A holistic approach across climate, gender, and economic justice can ensure that the Tax Convention supports and promotes the pivotal role of taxation in advancing an eco-social contract.  

Through a global agreement on a wealth tax, for example, the Convention could temper the power of billionaires – the majority of whom are men whose undue influence in global policy setting is now extending to mining transition minerals on the African continent, under the guise of the “green transition.” According to Tax Justice Network (2023): “A progressive tax on extreme wealth on those individuals with assets worth over US$100 million could generate an estimated US$295 billion annually” for climate and development spending. This type of measure, framed around the polluter pays principle and the agenda of progressive taxation, could mitigate both the inequality implications and the disproportionate emissions generated by the overconsumption of these elites.
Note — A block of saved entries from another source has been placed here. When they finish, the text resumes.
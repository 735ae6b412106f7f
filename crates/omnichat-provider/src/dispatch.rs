//! Provider dispatch.
//!
//! Providers form a closed set. Which operations each one supports is an
//! exhaustive match, so adding a provider is a compile-checked change.

use std::fmt;
use std::str::FromStr;

use futures::future::BoxFuture;
use futures::FutureExt;
use tracing::debug;

use crate::error::{DispatchError, ProviderResult};
use crate::options::{ChatOptions, DrawingOptions, SpeechOptions};
use crate::{
    deepseek, ernie, gemini, moonshot, ollama, openai, spark, stepfun, tiangong, tongyi, zhipu,
};

/// Supported providers.
#[derive(Debug, Clone, Copy, PartialEq, Eq, Hash)]
pub enum Provider {
    OpenAI,
    DeepSeek,
    ZhipuAI,
    MoonshotAI,
    StepFun,
    Ollama,
    Gemini,
    Ernie,
    Tongyi,
    Spark,
    Tiangong,
}

impl Provider {
    pub const ALL: [Provider; 11] = [
        Provider::OpenAI,
        Provider::DeepSeek,
        Provider::ZhipuAI,
        Provider::MoonshotAI,
        Provider::StepFun,
        Provider::Ollama,
        Provider::Gemini,
        Provider::Ernie,
        Provider::Tongyi,
        Provider::Spark,
        Provider::Tiangong,
    ];

    /// Canonical identifier.
    pub fn id(&self) -> &'static str {
        match self {
            Provider::OpenAI => "OpenAI",
            Provider::DeepSeek => "DeepSeek",
            Provider::ZhipuAI => "ZhipuAI",
            Provider::MoonshotAI => "MoonshotAI",
            Provider::StepFun => "StepFun",
            Provider::Ollama => "Ollama",
            Provider::Gemini => "Gemini",
            Provider::Ernie => "ERNIE",
            Provider::Tongyi => "Tongyi",
            Provider::Spark => "Spark",
            Provider::Tiangong => "Tiangong",
        }
    }

    pub fn supports(&self, operation: Operation) -> bool {
        match operation {
            Operation::Chat => chat_adapter(*self).is_some(),
            Operation::Drawing => drawing_adapter(*self).is_some(),
            Operation::Speech => speech_adapter(*self).is_some(),
        }
    }
}

impl fmt::Display for Provider {
    fn fmt(&self, f: &mut fmt::Formatter<'_>) -> fmt::Result {
        f.write_str(self.id())
    }
}

impl FromStr for Provider {
    type Err = DispatchError;

    fn from_str(s: &str) -> Result<Self, Self::Err> {
        let provider = match s.trim().to_ascii_lowercase().as_str() {
            "openai" => Provider::OpenAI,
            "deepseek" => Provider::DeepSeek,
            "zhipuai" | "zhipu" => Provider::ZhipuAI,
            "moonshotai" | "moonshot" => Provider::MoonshotAI,
            "stepfun" => Provider::StepFun,
            "ollama" => Provider::Ollama,
            "gemini" => Provider::Gemini,
            "ernie" | "erniebot" => Provider::Ernie,
            "tongyi" => Provider::Tongyi,
            "spark" => Provider::Spark,
            "tiangong" => Provider::Tiangong,
            _ => return Err(DispatchError::UnsupportedProvider(s.to_string())),
        };
        Ok(provider)
    }
}

/// Operation kinds. Each has its own set of supporting providers.
#[derive(Debug, Clone, Copy, PartialEq, Eq, Hash)]
pub enum Operation {
    Chat,
    Drawing,
    Speech,
}

impl fmt::Display for Operation {
    fn fmt(&self, f: &mut fmt::Formatter<'_>) -> fmt::Result {
        f.write_str(match self {
            Operation::Chat => "chat",
            Operation::Drawing => "drawing",
            Operation::Speech => "speech",
        })
    }
}

/// Chat adapter: reports through the options' handler, never returns errors.
pub type ChatFn = fn(ChatOptions) -> BoxFuture<'static, ()>;

/// Drawing adapter: reports through the options' handler.
pub type DrawingFn = fn(DrawingOptions) -> BoxFuture<'static, ()>;

/// Speech adapter: returns the audio bytes.
pub type SpeechFn = fn(SpeechOptions) -> BoxFuture<'static, ProviderResult<Vec<u8>>>;

/// A resolved adapter.
#[derive(Clone, Copy)]
pub enum Adapter {
    Chat(ChatFn),
    Drawing(DrawingFn),
    Speech(SpeechFn),
}

impl fmt::Debug for Adapter {
    fn fmt(&self, f: &mut fmt::Formatter<'_>) -> fmt::Result {
        let kind = match self {
            Adapter::Chat(_) => "Chat",
            Adapter::Drawing(_) => "Drawing",
            Adapter::Speech(_) => "Speech",
        };
        f.debug_tuple("Adapter").field(&kind).finish()
    }
}

pub fn chat_adapter(provider: Provider) -> Option<ChatFn> {
    let adapter: ChatFn = match provider {
        Provider::OpenAI => |o| openai::chat(o).boxed(),
        Provider::DeepSeek => |o| deepseek::chat(o).boxed(),
        Provider::ZhipuAI => |o| zhipu::chat(o).boxed(),
        Provider::MoonshotAI => |o| moonshot::chat(o).boxed(),
        Provider::StepFun => |o| stepfun::chat(o).boxed(),
        Provider::Ollama => |o| ollama::chat(o).boxed(),
        Provider::Gemini => |o| gemini::chat(o).boxed(),
        Provider::Ernie => |o| ernie::chat(o).boxed(),
        Provider::Tongyi => |o| tongyi::chat(o).boxed(),
        Provider::Spark => |o| spark::chat(o).boxed(),
        Provider::Tiangong => |o| tiangong::chat(o).boxed(),
    };
    Some(adapter)
}

pub fn drawing_adapter(provider: Provider) -> Option<DrawingFn> {
    let adapter: DrawingFn = match provider {
        Provider::OpenAI => |o| openai::drawing(o).boxed(),
        Provider::ZhipuAI => |o| zhipu::drawing(o).boxed(),
        Provider::Tongyi => |o| tongyi::drawing(o).boxed(),
        Provider::Ernie => |o| ernie::drawing(o).boxed(),
        Provider::Spark => |o| spark::drawing(o).boxed(),
        Provider::DeepSeek
        | Provider::MoonshotAI
        | Provider::StepFun
        | Provider::Ollama
        | Provider::Gemini
        | Provider::Tiangong => return None,
    };
    Some(adapter)
}

pub fn speech_adapter(provider: Provider) -> Option<SpeechFn> {
    let adapter: SpeechFn = match provider {
        Provider::OpenAI => |o| openai::speech(o).boxed(),
        Provider::DeepSeek
        | Provider::ZhipuAI
        | Provider::MoonshotAI
        | Provider::StepFun
        | Provider::Ollama
        | Provider::Gemini
        | Provider::Ernie
        | Provider::Tongyi
        | Provider::Spark
        | Provider::Tiangong => return None,
    };
    Some(adapter)
}

/// Resolve the adapter for `operation` on `provider_id`.
pub fn resolve(operation: Operation, provider_id: &str) -> Result<Adapter, DispatchError> {
    let provider: Provider = provider_id.parse()?;
    let adapter = match operation {
        Operation::Chat => chat_adapter(provider).map(Adapter::Chat),
        Operation::Drawing => drawing_adapter(provider).map(Adapter::Drawing),
        Operation::Speech => speech_adapter(provider).map(Adapter::Speech),
    };
    debug!(provider = %provider, %operation, found = adapter.is_some(), "Resolved adapter");
    adapter.ok_or_else(|| DispatchError::UnsupportedOperation {
        provider: provider.id().to_string(),
        operation: operation.to_string(),
    })
}

/// Run a chat call on `provider_id`.
///
/// Only routing fails synchronously; everything after that is reported
/// through the options' handler.
pub async fn chat(provider_id: &str, options: ChatOptions) -> Result<(), DispatchError> {
    let provider: Provider = provider_id.parse()?;
    let adapter = chat_adapter(provider).ok_or_else(|| DispatchError::UnsupportedOperation {
        provider: provider.id().to_string(),
        operation: Operation::Chat.to_string(),
    })?;
    adapter(options).await;
    Ok(())
}

/// Run a drawing call on `provider_id`.
pub async fn drawing(provider_id: &str, options: DrawingOptions) -> Result<(), DispatchError> {
    match resolve(Operation::Drawing, provider_id)? {
        Adapter::Drawing(adapter) => {
            adapter(options).await;
            Ok(())
        }
        _ => Err(DispatchError::UnsupportedOperation {
            provider: provider_id.to_string(),
            operation: Operation::Drawing.to_string(),
        }),
    }
}

/// Run a speech call on `provider_id`.
///
/// The outer result is routing, the inner one the synthesis itself.
pub async fn speech(
    provider_id: &str,
    options: SpeechOptions,
) -> Result<ProviderResult<Vec<u8>>, DispatchError> {
    match resolve(Operation::Speech, provider_id)? {
        Adapter::Speech(adapter) => Ok(adapter(options).await),
        _ => Err(DispatchError::UnsupportedOperation {
            provider: provider_id.to_string(),
            operation: Operation::Speech.to_string(),
        }),
    }
}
The UN Tax Convention must therefore include a commitment to tax high-net-worth individuals, and to direct the revenue towards climate and development action. 

  • Watch Katie Tobin speak to this point in an intervention during the Tax Convention committee negotiations on May 1 2024, here

Finally, by shifting the global tax regime to the democratic and equitable arena of the UN, the Tax Convention has the potential to engender the transformation of global economic and financial governance that will enable countries of the Global South to capture resource revenues, redistribute financing, and budget adequate funds for climate action and gender equality. Given how off-track current global efforts to achieve the suite of international commitments agreed in 2015 (the Sustainable Development Goals, Paris Agreement on climate, and Addis Ababa Action Agenda on financing), it can’t come soon enough.